Num mundo globalizado, onde a sociedade supervaloriza o desempenho cognitivo, tem-se configurado uma tendência que consolida as teorias que entendem os seres humanos como sujeitos afetivos. Sendo assim, observa-se haver um eixo intelecto/afeto, que a capacidade de sentir emoções é indispensável para o estabelecimento de comportamentos racionais. Percebe se que as dificuldades na aprendizagem parecem ocorrer em consequência de um desequilíbrio, entre cognição ou afetividade, ou na relação entre ambos. Exemplificando, no que concerne à cognição, do ponto de vista
pedagógico, psicológico e psicanalítico, um indivíduo poderá apresentar dificuldades de aprendizagem em diversas áreas da educação, sobretudo, na matemática, por exigir um grande esforço cognitivo.
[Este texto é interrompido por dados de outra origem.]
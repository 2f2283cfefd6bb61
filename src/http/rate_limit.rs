//! Rate limiting implementation
//!
//! Uses the governor crate. The quota admits one request per configured
//! delay with a burst of one, so consecutive outbound requests are spaced
//! at least `delay` apart across every caller sharing the limiter.

use governor::clock::DefaultClock;
use governor::middleware::NoOpMiddleware;
use governor::state::{InMemoryState, NotKeyed};
use governor::{Quota, RateLimiter as Governor};
use std::num::NonZeroU32;
use std::sync::Arc;
use std::time::Duration;

/// Default spacing between outbound requests
pub const DEFAULT_DELAY: Duration = Duration::from_secs(1);

/// Configuration for rate limiting
#[derive(Debug, Clone, Copy, PartialEq, Eq)]
pub struct RateLimiterConfig {
    /// Minimum time between two outbound requests
    pub delay: Duration,
}

impl Default for RateLimiterConfig {
    fn default() -> Self {
        Self {
            delay: DEFAULT_DELAY,
        }
    }
}

impl RateLimiterConfig {
    /// Config for a delay; `None` when the delay is zero (limiting disabled)
    pub fn from_delay(delay: Duration) -> Option<Self> {
        if delay.is_zero() {
            None
        } else {
            Some(Self { delay })
        }
    }
}

/// Request spacing limiter, cheap to clone and shared across tasks
#[derive(Clone)]
pub struct RateLimiter {
    limiter: Arc<Governor<NotKeyed, InMemoryState, DefaultClock, NoOpMiddleware>>,
    delay: Duration,
}

impl RateLimiter {
    /// Create a new rate limiter with the given config
    pub fn new(config: &RateLimiterConfig) -> Self {
        let quota = Quota::with_period(config.delay)
            .unwrap_or_else(|| Quota::per_second(NonZeroU32::MIN))
            .allow_burst(NonZeroU32::MIN);

        Self {
            limiter: Arc::new(Governor::direct(quota)),
            delay: config.delay,
        }
    }

    /// Configured spacing
    pub fn delay(&self) -> Duration {
        self.delay
    }

    /// Wait until the next request may go out
    pub async fn wait(&self) {
        self.limiter.until_ready().await;
    }

    /// Try to acquire a permit, returning immediately
    pub fn try_acquire(&self) -> bool {
        self.limiter.check().is_ok()
    }
}

impl std::fmt::Debug for RateLimiter {
    fn fmt(&self, f: &mut std::fmt::Formatter<'_>) -> std::fmt::Result {
        f.debug_struct("RateLimiter")
            .field("delay", &self.delay)
            .finish()
    }
}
Diversas correntes psicológicas e sociológicas demonstram que ação e a razão correspondem as funções cognitiva impulsionadas pela estruturas mentais e aspectos afetivos. Nessa perspectiva, quando se menciona a capacidade cognitiva do ser humano ou a inteligência questiona-se a respeito da capacidade de aprendizagem do indivíduo diante do objeto do conhecimento. O presente artigo que tem como objetivo investigar a importância da afetividade na construção do processo de ensino-aprendizagem
da matemática, será fundamentado nas teorias de aprendizagem de Piaget, e Wallon que concebem como intrínseca a relação entre os processos cognitivos e afetivos no funcionamento psíquico humano. A metodologia empreendida foi de natureza qualitativa. Os instrumentos utilizados foram o Diagrama Afeto-Performance (DAP) de análise adaptada, desenvolvido por Silva e Teixeira (2009). Os resultados apontam o aspecto afetivo, assim como a relação entre professor e aluno, como variáveis fundamentais para determinar o processo de ensino-aprendizagem.